Again, the important point is that from all quantitative analyses performed so far on autoassociators that function on the same basic lines we have been discussing, the total information per synapse has always resulted to be, at its maximum, a similar fraction (0.2–0.3) of a bit. It should be noted, though, that it is only for binary-valued synapses that a bit is a self-evident upper limit; apart from binary synapses, which are of very remote interest in the context of the brain, it is only for binary-valued units (again, a rather artificial situation) that an upper bound (of 2 bits per synapse) can in some sense be derived using the Gardner (1987) approach. In this situation, therefore, simple binary models that are not in direct correspondence with biological networks have been used to demonstrate with mathematical rigour quantitative properties that have been later, and with much less rigour, found to apply also to more realistic models.
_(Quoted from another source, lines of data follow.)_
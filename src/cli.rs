use clap::Parser;
use std::path::PathBuf;

/// mediadeck - a small terminal media player
#[derive(Parser, Debug, Default)]
#[command(name = "mediadeck", version, about)]
pub struct Args {
    /// Files or directories to queue on startup
    pub paths: Vec<String>,

    /// Read settings from this file instead of the default location
    #[arg(long, short = 'c')]
    pub config: Option<PathBuf>,

    /// Use the minimal preset: slow refresh, random bars, theme switching only
    #[arg(long, short = 's')]
    pub simple: bool,

    /// Override the UI refresh interval (milliseconds)
    #[arg(long = "refresh-ms")]
    pub refresh_ms: Option<u64>,

    /// Override the startup volume (0-100)
    #[arg(long, value_parser = clap::value_parser!(u8).range(0..=100))]
    pub volume: Option<u8>,

    /// Log filter, e.g. `debug` or `mediadeck=trace`
    #[arg(long)]
    pub log_level: Option<String>,

    /// Disable the log file
    #[arg(long)]
    pub no_log: bool,
}
use crate::player::MediaTrack;
use crossbeam_channel::{Receiver, bounded};
use lofty::prelude::*;
use std::{path::Path, thread};

/// Result of a background tag read for one load.
#[derive(Debug)]
pub struct TitleProbe {
    pub generation: u64,
    pub title: String,
}

/// Reads the title tag off the UI thread. The receiver yields exactly one
/// probe; a missing or unreadable tag falls back to the file name.
pub fn probe_title(track: &MediaTrack) -> Receiver<TitleProbe> {
    let (tx, rx) = bounded(1);
    let generation = track.id();
    let path = track.path().to_path_buf();

    thread::spawn(move || {
        let title = read_title(&path).unwrap_or_else(|| file_name(&path));
        let _ = tx.send(TitleProbe { generation, title });
    });

    rx
}

pub fn read_title(path: &Path) -> Option<String> {
    let tagged = match lofty::read_from_path(path) {
        Ok(t) => t,
        Err(e) => {
            tracing::debug!("no readable tags in {}: {e}", path.display());
            return None;
        }
    };

    tagged
        .primary_tag()
        .or_else(|| tagged.first_tag())
        .and_then(|tag| tag.title().map(|t| t.trim().to_string()))
        .filter(|t| !t.is_empty())
}

pub fn file_name(path: &Path) -> String {
    path.file_name()
        .map(|n| n.to_string_lossy().into_owned())
        .unwrap_or_else(|| path.display().to_string())
}

#[cfg(test)]
mod tests {
    use super::*;
    use std::{path::PathBuf, time::Duration};

    #[test]
    fn untagged_file_falls_back_to_name() -> anyhow::Result<()> {
        let dir = tempfile::tempdir()?;
        let path = dir.path().join("Field Recording.wav");
        std::fs::write(&path, b"not really audio")?;

        let track = MediaTrack::new(9, PathBuf::from(&path));
        let probe = probe_title(&track).recv_timeout(Duration::from_secs(5))?;

        assert_eq!(probe.generation, 9);
        assert_eq!(probe.title, "Field Recording.wav");
        Ok(())
    }
}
(p.350) Generally, across models, as the storage load p increases, 𝛪 increases initially proportionally to p, but eventually saturates and then goes down, as more load results in more interference, less precision at retrieval, and a greater fraction of the stored information i lost in the retrieved information ir. The maximum for 𝛪 is generally attained when the number of representations stored is of the order, but not very close to, the critical load value corresponding to the storage capacity. This is true independently of the sparseness.
In summary, therefore, the information retrieved, even when representations are encoded in terms of continuous variables, is roughly the same as in the case of binary variables. This is illustrated in Fig. A4.4, in which Im is shown as a function of the sparseness a. It is evident how the effects of sparse coding on the critical value p c for p, Fig. A4.2 and Eq. A4.8, and the effects of sparse coding on ir, described by Fig. A4.3 and 4.11, nearly cancel out in the what is essentially their product, the total information encoded by the net (Fig. A4.4; Treves and Rolls, 1991).